Genau in diesem Moment bemerkte Sandra, dass Leon nicht mehr im Ram war. Besonnen ging sie der offenen Tür nach. Richard blieb im Raum und gesellte sich seiner Mutter dazu- er nahm Platz am gegenüberstehenden Sessel. Beide verband nun auch der gemeinsame Blick aus dem Fenster, während beide Hände sich ebenso mit dem Gegenüber verbunden fühlten. Nach einer unendlich erschienen halben Stunde standen Leon und seine Mama wieder im Raum. Sandra bat Richard kurz mitzukommen. Er folgte seiner Frau ins Nachbarzimmer. Dort war eine ähnlich alte betagte Frau. Doch sie schien die Zimmerbeleuchtung des eigenen Raumes erhellen zu können. „Hallo Richard, Leon war mal wieder bei mir- wie auch letztes Jahr, ich glaube, er hat sich recht gut daran erinnert.

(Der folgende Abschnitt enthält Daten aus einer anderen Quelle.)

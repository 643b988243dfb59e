//! CLI argument definitions using clap

use std::path::PathBuf;

use clap::{ArgAction, Parser, Subcommand, ValueHint};

/// Inspect Android application packages: manifest, classes, class tree, GraphML and native libraries
#[derive(Parser, Debug)]
#[command(name = "apkdetails")]
#[command(author, version, about, long_about = None)]
#[command(propagate_version = true)]
pub struct Cli {
    /// Increase log verbosity (-d info, -dd debug, -ddd trace)
    #[arg(short, long, action = ArgAction::Count, global = true)]
    pub debug: u8,

    /// Config file (default: ./.apkdetails.toml if present)
    #[arg(short, long, global = true, value_hint = ValueHint::FilePath)]
    pub config: Option<PathBuf>,

    #[command(subcommand)]
    pub command: Option<Commands>,
}

#[derive(Subcommand, Debug)]
pub enum Commands {
    /// Write report files and print the native-library section
    Report {
        /// APK file
        #[arg(value_hint = ValueHint::FilePath)]
        apk: PathBuf,

        /// Class list file (one class per line)
        #[arg(long, value_hint = ValueHint::FilePath)]
        classes: Option<PathBuf>,

        /// Output directory (overrides config)
        #[arg(short, long, value_hint = ValueHint::DirPath)]
        output: Option<PathBuf>,

        /// Write the manifest
        #[arg(long)]
        manifest: bool,

        /// Write the sorted class list
        #[arg(long)]
        class_list: bool,

        /// Write the indented class tree
        #[arg(long)]
        tree: bool,

        /// Write the GraphML class graph
        #[arg(long)]
        graph: bool,
    },

    /// Show native libraries grouped by architecture
    Arch {
        /// APK file
        #[arg(value_hint = ValueHint::FilePath)]
        apk: PathBuf,
    },

    /// Print the class tree
    Tree {
        /// Class list file
        #[arg(long, value_hint = ValueHint::FilePath)]
        classes: PathBuf,

        /// Spaces per level (overrides config)
        #[arg(long)]
        indent: Option<usize>,

        /// Draw with box characters
        #[arg(long)]
        pretty: bool,
    },

    /// Print the class tree as GraphML
    Graph {
        /// Class list file
        #[arg(long, value_hint = ValueHint::FilePath)]
        classes: PathBuf,
    },

    /// Print the sorted class list
    Classes {
        /// Class list file
        #[arg(long, value_hint = ValueHint::FilePath)]
        classes: PathBuf,
    },

    /// Manage settings
    Config {
        #[command(subcommand)]
        command: ConfigCommands,
    },

    /// Generate shell completions
    Completion {
        /// Shell type
        #[arg(value_enum)]
        shell: clap_complete::Shell,
    },
}

#[derive(Subcommand, Debug)]
pub enum ConfigCommands {
    /// Show effective settings
    Show,
    /// Show config file locations
    Path,
}
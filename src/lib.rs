//! apkdetails: reports over packaged Android applications.
//!
//! Layers, leaf-first:
//! - [`domain`]: class trees and native-library grouping
//! - [`render`]: adapters and printers for plain-tree, GraphML and class-list output
//! - [`application`]: report service writing every output independently
//! - [`infrastructure`]: ZIP archive and class-list readers
//! - [`cli`]: argument parsing and command dispatch

pub mod application;
pub mod cli;
pub mod config;
pub mod domain;
pub mod exitcode;
pub mod infrastructure;
pub mod render;
pub mod util;
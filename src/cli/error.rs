//! CLI-level errors (wraps infrastructure errors)

use thiserror::Error;

use crate::application::ApplicationError;
use crate::infrastructure::InfraError;

/// CLI errors are the top-level error type.
/// These are what get displayed to the user.
#[derive(Error, Debug)]
pub enum CliError {
    #[error("{0}")]
    Infra(#[from] InfraError),

    #[error("invalid arguments: {0}")]
    InvalidArgs(String),

    #[error("{0}")]
    Usage(String),

    #[error("{failed} of {total} report output(s) failed")]
    ReportFailed { failed: usize, total: usize },
}

impl From<ApplicationError> for CliError {
    fn from(e: ApplicationError) -> Self {
        CliError::Infra(InfraError::Application(e))
    }
}

/// Result type for CLI operations.
pub type CliResult<T> = Result<T, CliError>;

impl CliError {
    /// Get the appropriate exit code for this error.
    pub fn exit_code(&self) -> i32 {
        match self {
            CliError::InvalidArgs(_) | CliError::Usage(_) => crate::exitcode::USAGE,
            CliError::ReportFailed { .. } => crate::exitcode::CANTCREAT,
            CliError::Infra(e) => match e {
                InfraError::Io { .. } => crate::exitcode::IOERR,
                InfraError::Archive { .. } => crate::exitcode::NOINPUT,
                InfraError::Application(ApplicationError::Config { .. }) => {
                    crate::exitcode::CONFIG
                }
                InfraError::Application(ApplicationError::Domain(_)) => crate::exitcode::DATAERR,
                InfraError::Application(_) => crate::exitcode::SOFTWARE,
            },
        }
    }
}
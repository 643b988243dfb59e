//! Render layer: adapters and printers writing trees to `io::Write` sinks.

pub mod adapter;
pub mod class_list;
pub mod console;
pub mod graphml;
pub mod tree_printer;

pub use adapter::{ClassTreeAdapter, GraphMlAdapter, RenderAdapter};
pub use class_list::ClassListPrinter;
pub use console::TreeNodeConvert;
pub use graphml::{GraphDocument, GraphMlPrinter};
pub use tree_printer::{TreePrinter, DEFAULT_INDENT};
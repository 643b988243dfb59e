use std::sync::Once;

use tracing::{debug, info};
use tracing_subscriber::{
    fmt::{self, format::FmtSpan},
    prelude::*,
    EnvFilter,
};

static TEST_SETUP: Once = Once::new();

pub fn init_test_setup() {
    TEST_SETUP.call_once(|| {
        // global logging subscriber, used by all tracing log macros
        setup_test_logging();
        info!("Test Setup complete");
    });
}

fn setup_test_logging() {
    debug!("INIT: Attempting logger init from testing.rs");

    // RUST_LOG wins, otherwise keep tests quiet below debug
    let env_filter = EnvFilter::try_from_default_env().unwrap_or_else(|_| EnvFilter::new("debug"));

    let subscriber = tracing_subscriber::registry().with(
        fmt::layer()
            .with_test_writer()
            .with_target(true)
            .with_thread_names(false)
            .with_span_events(FmtSpan::CLOSE)
            .with_filter(env_filter),
    );

    // Only set if we haven't already set a global subscriber
    if tracing::dispatcher::has_been_set() {
        debug!("Tracing subscriber already set");
    } else {
        subscriber.try_init().unwrap_or_else(|e| {
            eprintln!("Error: Failed to set up logging: {}", e);
        });
    }
}
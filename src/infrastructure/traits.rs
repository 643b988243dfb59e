//! I/O boundary traits for testability
//!
//! These traits abstract the archive and class readers, allowing services
//! to be tested with in-memory implementations.

use std::io;

use crate::domain::{ArchiveEntry, DexClass};

/// Packaged application archive (APK) abstraction.
pub trait ArchiveReader {
    /// List every entry with its directory flag and uncompressed size.
    fn entries(&self) -> io::Result<Vec<ArchiveEntry>>;

    /// Read the named entry as UTF-8 text.
    ///
    /// Fails with `NotFound` for a missing entry and `InvalidData` for
    /// content that is not UTF-8.
    fn read_text(&self, name: &str) -> io::Result<String>;
}

/// Supplier of parsed class records.
pub trait ClassSource {
    fn classes(&self) -> io::Result<Vec<DexClass>>;
}

// ============================================================
// IN-MEMORY IMPLEMENTATION
// ============================================================

/// Archive held in memory: entry list plus text contents by name.
#[derive(Debug, Clone, Default)]
pub struct InMemoryArchive {
    pub entries: Vec<ArchiveEntry>,
    pub texts: Vec<(String, String)>,
}

impl InMemoryArchive {
    pub fn new(entries: Vec<ArchiveEntry>) -> Self {
        Self {
            entries,
            texts: Vec::new(),
        }
    }

    pub fn with_text(mut self, name: impl Into<String>, content: impl Into<String>) -> Self {
        self.texts.push((name.into(), content.into()));
        self
    }
}

impl ArchiveReader for InMemoryArchive {
    fn entries(&self) -> io::Result<Vec<ArchiveEntry>> {
        Ok(self.entries.clone())
    }

    fn read_text(&self, name: &str) -> io::Result<String> {
        self.texts
            .iter()
            .find(|(n, _)| n == name)
            .map(|(_, content)| content.clone())
            .ok_or_else(|| {
                io::Error::new(io::ErrorKind::NotFound, format!("no entry named {name}"))
            })
    }
}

Und daher weiß ich, dass wieder Weihnachten ist. Schön, dass ihr da seid, Renate freut sich sicher sehr“!

 

„Und du, hast du keinen Besuch“? fragte Richard. Diese obligatorische Frage war nun schon gestellt wurden, wenn auch sinnlos. Weil Emilia seit ca. 10 Jahren keinen Besuch mehr gehabt hatte. Denn es gab keine Angehörigen mehr, die sich an sie erinnerten oder sie waren nicht mehr am Leben. Doch anders, als die meisten Heimbewohner, lächelte sie fast immer aus tiefstem Herzen, unübersehbar.

 

Ihre Antwort war wie immer ein Geschenk für alle, die dieses annehmen wollten:

 

„Weißt du Richard, ich habe jeden Tag Weinachten, jeden Tag in mir. Denn jeden Tag freue ich mich, dass ich noch die Augen aufmachen kann und dem neuen Tag mein Lächeln schenken kann. Genauso gern tat ich es als Kind auch jedes Weihnachten voller Freude zu begrüßen. Denn Weihnachten ist für mich ein Fest der Freude, der Liebe. Und die Liebe ist jeden Tag da, sie verlässt uns nie- auch nicht an Weihnachten.

 

Daher weiss ich, jeder Tag ist Weihnachten, jeder Tag ist Liebe“. Erhellend entspannten sich die Gesichter von Richard und Sandra.

 

„Und nun, auf deine Frage zu einem Besuch:

 

...Ja, in der Tat, für viele erscheint Weihnachten zwei-gespalten. Erinnerungen an menschliche familiäre Nähe und nun hier abseits davon- im Heim. Für mich ist jeder Tag „Mein Besuch“. Und ihr seid heute die Krönung des Festes- nicht mehr und nicht weniger.

Doch auch ohne euch, ohne Besuch werde ich noch solange dankbar strahlen, bis mein Licht auf Erden erlischt- um im Himmel neu zu beginnen“.

 

Leon saß die gesamte Zeit ruhig und angeschmiegt auf Emilias Schoß, wohlig  fühlend, dass Wahrheit Liebe ist.